(Source records)

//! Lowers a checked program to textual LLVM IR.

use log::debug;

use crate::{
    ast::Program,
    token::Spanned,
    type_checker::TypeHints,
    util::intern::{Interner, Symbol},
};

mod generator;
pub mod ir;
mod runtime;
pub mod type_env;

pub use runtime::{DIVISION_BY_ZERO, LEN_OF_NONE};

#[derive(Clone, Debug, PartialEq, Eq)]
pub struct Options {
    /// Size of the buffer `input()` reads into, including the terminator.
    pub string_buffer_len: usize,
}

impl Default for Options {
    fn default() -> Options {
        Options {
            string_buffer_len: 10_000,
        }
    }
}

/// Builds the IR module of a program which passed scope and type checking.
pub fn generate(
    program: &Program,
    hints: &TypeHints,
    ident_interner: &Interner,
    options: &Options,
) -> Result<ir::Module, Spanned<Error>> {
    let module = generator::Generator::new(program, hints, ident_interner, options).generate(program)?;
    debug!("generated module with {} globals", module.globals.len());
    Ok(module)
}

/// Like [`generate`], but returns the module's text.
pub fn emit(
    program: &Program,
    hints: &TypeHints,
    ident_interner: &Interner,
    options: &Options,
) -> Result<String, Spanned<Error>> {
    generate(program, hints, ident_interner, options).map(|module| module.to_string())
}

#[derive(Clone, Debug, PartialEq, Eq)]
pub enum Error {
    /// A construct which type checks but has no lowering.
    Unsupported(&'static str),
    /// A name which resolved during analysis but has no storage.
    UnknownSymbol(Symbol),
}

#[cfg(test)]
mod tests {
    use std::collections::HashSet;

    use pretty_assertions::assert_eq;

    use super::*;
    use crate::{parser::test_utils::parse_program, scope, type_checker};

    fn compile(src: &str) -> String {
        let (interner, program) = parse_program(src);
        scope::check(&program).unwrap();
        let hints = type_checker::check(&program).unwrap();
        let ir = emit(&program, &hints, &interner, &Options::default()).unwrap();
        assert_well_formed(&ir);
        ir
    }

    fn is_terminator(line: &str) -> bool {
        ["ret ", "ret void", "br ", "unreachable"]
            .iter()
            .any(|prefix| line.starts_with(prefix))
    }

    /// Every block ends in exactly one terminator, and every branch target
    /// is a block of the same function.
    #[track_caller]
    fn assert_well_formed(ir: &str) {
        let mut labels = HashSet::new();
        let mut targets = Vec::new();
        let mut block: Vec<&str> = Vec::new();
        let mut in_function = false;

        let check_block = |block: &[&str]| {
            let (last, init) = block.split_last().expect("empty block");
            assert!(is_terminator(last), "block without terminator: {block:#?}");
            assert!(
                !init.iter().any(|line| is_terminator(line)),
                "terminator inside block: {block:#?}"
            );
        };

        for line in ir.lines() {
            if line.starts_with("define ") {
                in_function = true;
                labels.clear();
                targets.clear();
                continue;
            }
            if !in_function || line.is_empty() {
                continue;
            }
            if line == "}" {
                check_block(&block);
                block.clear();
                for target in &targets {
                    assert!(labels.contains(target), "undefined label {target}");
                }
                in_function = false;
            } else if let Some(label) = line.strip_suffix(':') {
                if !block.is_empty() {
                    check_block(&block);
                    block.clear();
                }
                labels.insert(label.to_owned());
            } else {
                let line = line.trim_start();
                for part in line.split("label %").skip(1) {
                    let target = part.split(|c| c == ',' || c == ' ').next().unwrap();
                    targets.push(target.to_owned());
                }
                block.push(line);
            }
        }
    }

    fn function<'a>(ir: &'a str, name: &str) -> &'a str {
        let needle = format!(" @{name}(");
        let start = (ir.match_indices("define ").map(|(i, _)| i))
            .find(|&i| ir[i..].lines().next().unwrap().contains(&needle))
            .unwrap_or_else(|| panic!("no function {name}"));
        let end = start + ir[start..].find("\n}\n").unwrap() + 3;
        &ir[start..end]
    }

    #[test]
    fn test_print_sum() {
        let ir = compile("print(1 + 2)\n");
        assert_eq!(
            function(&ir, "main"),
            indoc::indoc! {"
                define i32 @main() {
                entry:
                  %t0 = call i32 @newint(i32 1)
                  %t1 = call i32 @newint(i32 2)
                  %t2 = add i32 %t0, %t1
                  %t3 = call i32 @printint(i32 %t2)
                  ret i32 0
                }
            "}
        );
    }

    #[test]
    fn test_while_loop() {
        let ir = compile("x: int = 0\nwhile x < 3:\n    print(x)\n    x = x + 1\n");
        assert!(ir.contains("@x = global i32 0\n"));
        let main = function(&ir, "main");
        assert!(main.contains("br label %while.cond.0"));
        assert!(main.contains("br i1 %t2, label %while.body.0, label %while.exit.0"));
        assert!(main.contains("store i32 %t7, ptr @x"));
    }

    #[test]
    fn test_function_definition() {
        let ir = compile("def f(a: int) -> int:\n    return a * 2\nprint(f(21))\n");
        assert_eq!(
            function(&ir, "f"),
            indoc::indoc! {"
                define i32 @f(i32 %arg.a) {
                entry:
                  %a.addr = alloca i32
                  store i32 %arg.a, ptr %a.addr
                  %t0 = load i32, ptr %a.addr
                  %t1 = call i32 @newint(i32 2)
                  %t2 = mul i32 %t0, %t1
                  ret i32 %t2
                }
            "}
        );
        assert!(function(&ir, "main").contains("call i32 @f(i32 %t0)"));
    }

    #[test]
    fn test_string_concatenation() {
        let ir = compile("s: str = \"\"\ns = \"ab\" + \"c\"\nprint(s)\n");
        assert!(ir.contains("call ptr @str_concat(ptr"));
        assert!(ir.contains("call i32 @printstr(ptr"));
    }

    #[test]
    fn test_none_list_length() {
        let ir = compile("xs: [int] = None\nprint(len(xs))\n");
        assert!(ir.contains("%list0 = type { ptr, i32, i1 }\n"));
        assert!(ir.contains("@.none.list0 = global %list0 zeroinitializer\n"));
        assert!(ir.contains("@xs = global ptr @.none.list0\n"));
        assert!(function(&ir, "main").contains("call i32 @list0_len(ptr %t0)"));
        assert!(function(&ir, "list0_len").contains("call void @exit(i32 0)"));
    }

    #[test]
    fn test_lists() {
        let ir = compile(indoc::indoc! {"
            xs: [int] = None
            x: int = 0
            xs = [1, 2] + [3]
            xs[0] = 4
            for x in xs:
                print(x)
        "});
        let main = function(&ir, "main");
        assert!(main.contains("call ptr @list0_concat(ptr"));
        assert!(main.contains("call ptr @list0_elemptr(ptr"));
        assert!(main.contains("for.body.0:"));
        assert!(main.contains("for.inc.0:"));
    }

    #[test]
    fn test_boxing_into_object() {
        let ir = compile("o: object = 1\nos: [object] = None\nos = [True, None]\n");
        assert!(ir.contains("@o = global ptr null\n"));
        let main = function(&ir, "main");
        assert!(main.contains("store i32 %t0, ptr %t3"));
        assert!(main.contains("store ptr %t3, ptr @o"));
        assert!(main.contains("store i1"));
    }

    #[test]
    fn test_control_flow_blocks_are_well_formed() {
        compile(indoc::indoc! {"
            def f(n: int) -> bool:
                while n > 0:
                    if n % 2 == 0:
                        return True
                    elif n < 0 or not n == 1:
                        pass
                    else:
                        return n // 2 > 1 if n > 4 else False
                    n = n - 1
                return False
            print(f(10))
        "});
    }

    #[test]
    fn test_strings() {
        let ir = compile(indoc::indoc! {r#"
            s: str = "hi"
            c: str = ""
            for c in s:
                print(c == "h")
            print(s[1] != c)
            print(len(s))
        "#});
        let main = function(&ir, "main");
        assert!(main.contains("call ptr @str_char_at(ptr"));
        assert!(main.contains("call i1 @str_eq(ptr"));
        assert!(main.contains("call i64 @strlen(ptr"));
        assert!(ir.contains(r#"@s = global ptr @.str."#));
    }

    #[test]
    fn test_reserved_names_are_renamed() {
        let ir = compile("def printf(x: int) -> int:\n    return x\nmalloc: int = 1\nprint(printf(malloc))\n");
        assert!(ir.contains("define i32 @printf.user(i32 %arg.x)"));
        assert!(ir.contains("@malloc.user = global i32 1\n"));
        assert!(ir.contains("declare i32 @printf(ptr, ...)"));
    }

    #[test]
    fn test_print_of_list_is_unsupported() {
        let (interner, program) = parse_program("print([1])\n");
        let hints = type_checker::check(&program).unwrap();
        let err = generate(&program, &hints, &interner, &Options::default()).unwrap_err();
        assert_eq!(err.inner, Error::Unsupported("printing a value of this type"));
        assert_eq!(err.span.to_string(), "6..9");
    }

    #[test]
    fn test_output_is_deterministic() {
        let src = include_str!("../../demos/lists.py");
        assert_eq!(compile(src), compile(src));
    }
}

* * *

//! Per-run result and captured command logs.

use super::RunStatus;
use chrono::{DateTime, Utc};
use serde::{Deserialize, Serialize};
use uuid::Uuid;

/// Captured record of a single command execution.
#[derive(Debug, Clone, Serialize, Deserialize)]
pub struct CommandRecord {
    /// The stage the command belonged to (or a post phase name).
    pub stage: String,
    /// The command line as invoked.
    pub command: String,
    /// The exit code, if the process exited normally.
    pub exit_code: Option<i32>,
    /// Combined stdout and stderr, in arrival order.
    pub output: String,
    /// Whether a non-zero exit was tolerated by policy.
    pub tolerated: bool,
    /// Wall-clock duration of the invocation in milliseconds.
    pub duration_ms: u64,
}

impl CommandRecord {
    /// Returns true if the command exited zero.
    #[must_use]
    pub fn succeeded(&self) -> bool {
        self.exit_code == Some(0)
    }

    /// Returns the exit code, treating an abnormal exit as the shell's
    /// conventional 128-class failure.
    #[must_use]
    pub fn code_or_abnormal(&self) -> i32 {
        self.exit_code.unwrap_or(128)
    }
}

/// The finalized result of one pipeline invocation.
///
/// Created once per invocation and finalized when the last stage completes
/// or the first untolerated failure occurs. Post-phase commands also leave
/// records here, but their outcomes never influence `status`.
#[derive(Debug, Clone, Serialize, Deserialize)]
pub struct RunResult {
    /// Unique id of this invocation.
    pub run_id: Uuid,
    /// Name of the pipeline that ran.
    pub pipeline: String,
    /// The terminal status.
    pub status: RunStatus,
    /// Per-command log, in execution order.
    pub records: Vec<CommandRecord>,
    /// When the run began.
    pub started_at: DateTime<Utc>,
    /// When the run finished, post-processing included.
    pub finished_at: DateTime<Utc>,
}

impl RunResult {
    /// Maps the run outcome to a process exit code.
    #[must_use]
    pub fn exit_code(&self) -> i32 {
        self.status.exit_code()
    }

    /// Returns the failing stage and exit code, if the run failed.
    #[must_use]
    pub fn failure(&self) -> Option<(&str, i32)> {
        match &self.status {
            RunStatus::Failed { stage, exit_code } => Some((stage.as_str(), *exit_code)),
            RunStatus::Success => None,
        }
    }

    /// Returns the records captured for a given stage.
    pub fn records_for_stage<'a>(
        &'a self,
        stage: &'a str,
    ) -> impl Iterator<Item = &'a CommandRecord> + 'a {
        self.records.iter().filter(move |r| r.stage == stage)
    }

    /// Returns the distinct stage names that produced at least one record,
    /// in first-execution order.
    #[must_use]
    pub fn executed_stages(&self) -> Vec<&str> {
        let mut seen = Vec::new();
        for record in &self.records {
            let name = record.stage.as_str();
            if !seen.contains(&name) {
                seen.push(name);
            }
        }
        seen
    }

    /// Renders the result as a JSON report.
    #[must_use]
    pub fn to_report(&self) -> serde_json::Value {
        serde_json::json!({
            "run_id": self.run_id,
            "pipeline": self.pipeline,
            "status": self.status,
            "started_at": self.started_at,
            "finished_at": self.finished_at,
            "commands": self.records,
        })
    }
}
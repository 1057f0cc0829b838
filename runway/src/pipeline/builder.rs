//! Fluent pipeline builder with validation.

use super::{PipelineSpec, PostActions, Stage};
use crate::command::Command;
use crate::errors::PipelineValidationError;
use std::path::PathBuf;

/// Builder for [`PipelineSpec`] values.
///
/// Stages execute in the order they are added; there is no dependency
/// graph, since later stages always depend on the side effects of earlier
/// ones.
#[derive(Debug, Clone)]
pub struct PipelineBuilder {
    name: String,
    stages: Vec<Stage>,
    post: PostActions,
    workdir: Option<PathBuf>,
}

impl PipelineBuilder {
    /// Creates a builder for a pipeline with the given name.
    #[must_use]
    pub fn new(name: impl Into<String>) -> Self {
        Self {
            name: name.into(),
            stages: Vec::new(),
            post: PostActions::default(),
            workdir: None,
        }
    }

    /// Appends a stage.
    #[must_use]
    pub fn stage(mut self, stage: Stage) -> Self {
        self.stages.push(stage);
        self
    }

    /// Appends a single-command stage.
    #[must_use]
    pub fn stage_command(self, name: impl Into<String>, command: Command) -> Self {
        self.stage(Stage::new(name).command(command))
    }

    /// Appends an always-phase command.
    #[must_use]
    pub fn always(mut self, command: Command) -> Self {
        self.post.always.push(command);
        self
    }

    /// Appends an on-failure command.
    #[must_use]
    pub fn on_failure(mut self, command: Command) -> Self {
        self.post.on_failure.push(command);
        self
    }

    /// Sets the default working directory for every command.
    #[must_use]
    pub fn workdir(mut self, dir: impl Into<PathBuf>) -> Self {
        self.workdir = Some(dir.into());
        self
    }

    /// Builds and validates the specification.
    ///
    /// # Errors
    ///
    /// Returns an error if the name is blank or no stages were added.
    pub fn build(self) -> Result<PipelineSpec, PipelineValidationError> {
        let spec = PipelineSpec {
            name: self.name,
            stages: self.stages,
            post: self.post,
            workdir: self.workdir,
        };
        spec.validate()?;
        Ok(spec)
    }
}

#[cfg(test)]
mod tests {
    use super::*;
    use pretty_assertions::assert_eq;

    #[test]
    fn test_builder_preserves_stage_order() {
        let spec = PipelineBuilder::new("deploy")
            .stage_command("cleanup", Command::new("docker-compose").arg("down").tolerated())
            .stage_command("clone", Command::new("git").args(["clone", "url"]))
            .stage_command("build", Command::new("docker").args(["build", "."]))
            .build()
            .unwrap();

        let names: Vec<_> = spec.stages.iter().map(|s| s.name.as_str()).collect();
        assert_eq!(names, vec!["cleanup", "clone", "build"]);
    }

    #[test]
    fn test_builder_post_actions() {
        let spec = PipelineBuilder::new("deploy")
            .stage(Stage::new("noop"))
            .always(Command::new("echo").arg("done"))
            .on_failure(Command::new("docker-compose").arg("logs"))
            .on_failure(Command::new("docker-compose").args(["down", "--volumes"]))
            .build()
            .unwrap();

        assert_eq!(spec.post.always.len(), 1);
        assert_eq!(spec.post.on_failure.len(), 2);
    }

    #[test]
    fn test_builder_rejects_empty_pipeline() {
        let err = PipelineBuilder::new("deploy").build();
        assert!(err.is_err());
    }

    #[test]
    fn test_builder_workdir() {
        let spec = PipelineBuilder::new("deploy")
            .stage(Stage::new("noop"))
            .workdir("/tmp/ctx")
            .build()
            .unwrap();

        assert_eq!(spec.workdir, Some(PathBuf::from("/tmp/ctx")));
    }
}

*Try it*: Give the exact lines, and only those, from the line containing "the run failed." through the line containing "pub fn to_report(&self)" in the entries above.

*Answer to the exercise*:
    /// Returns the failing stage and exit code, if the run failed.
    #[must_use]
    pub fn failure(&self) -> Option<(&str, i32)> {
        match &self.status {
            RunStatus::Failed { stage, exit_code } => Some((stage.as_str(), *exit_code)),
            RunStatus::Success => None,
        }
    }

    /// Returns the records captured for a given stage.
    pub fn records_for_stage<'a>(
        &'a self,
        stage: &'a str,
    ) -> impl Iterator<Item = &'a CommandRecord> + 'a {
        self.records.iter().filter(move |r| r.stage == stage)
    }

    /// Returns the distinct stage names that produced at least one record,
    /// in first-execution order.
    #[must_use]
    pub fn executed_stages(&self) -> Vec<&str> {
        let mut seen = Vec::new();
        for record in &self.records {
            let name = record.stage.as_str();
            if !seen.contains(&name) {
                seen.push(name);
            }
        }
        seen
    }

    /// Renders the result as a JSON report.
    #[must_use]
    pub fn to_report(&self) -> serde_json::Value {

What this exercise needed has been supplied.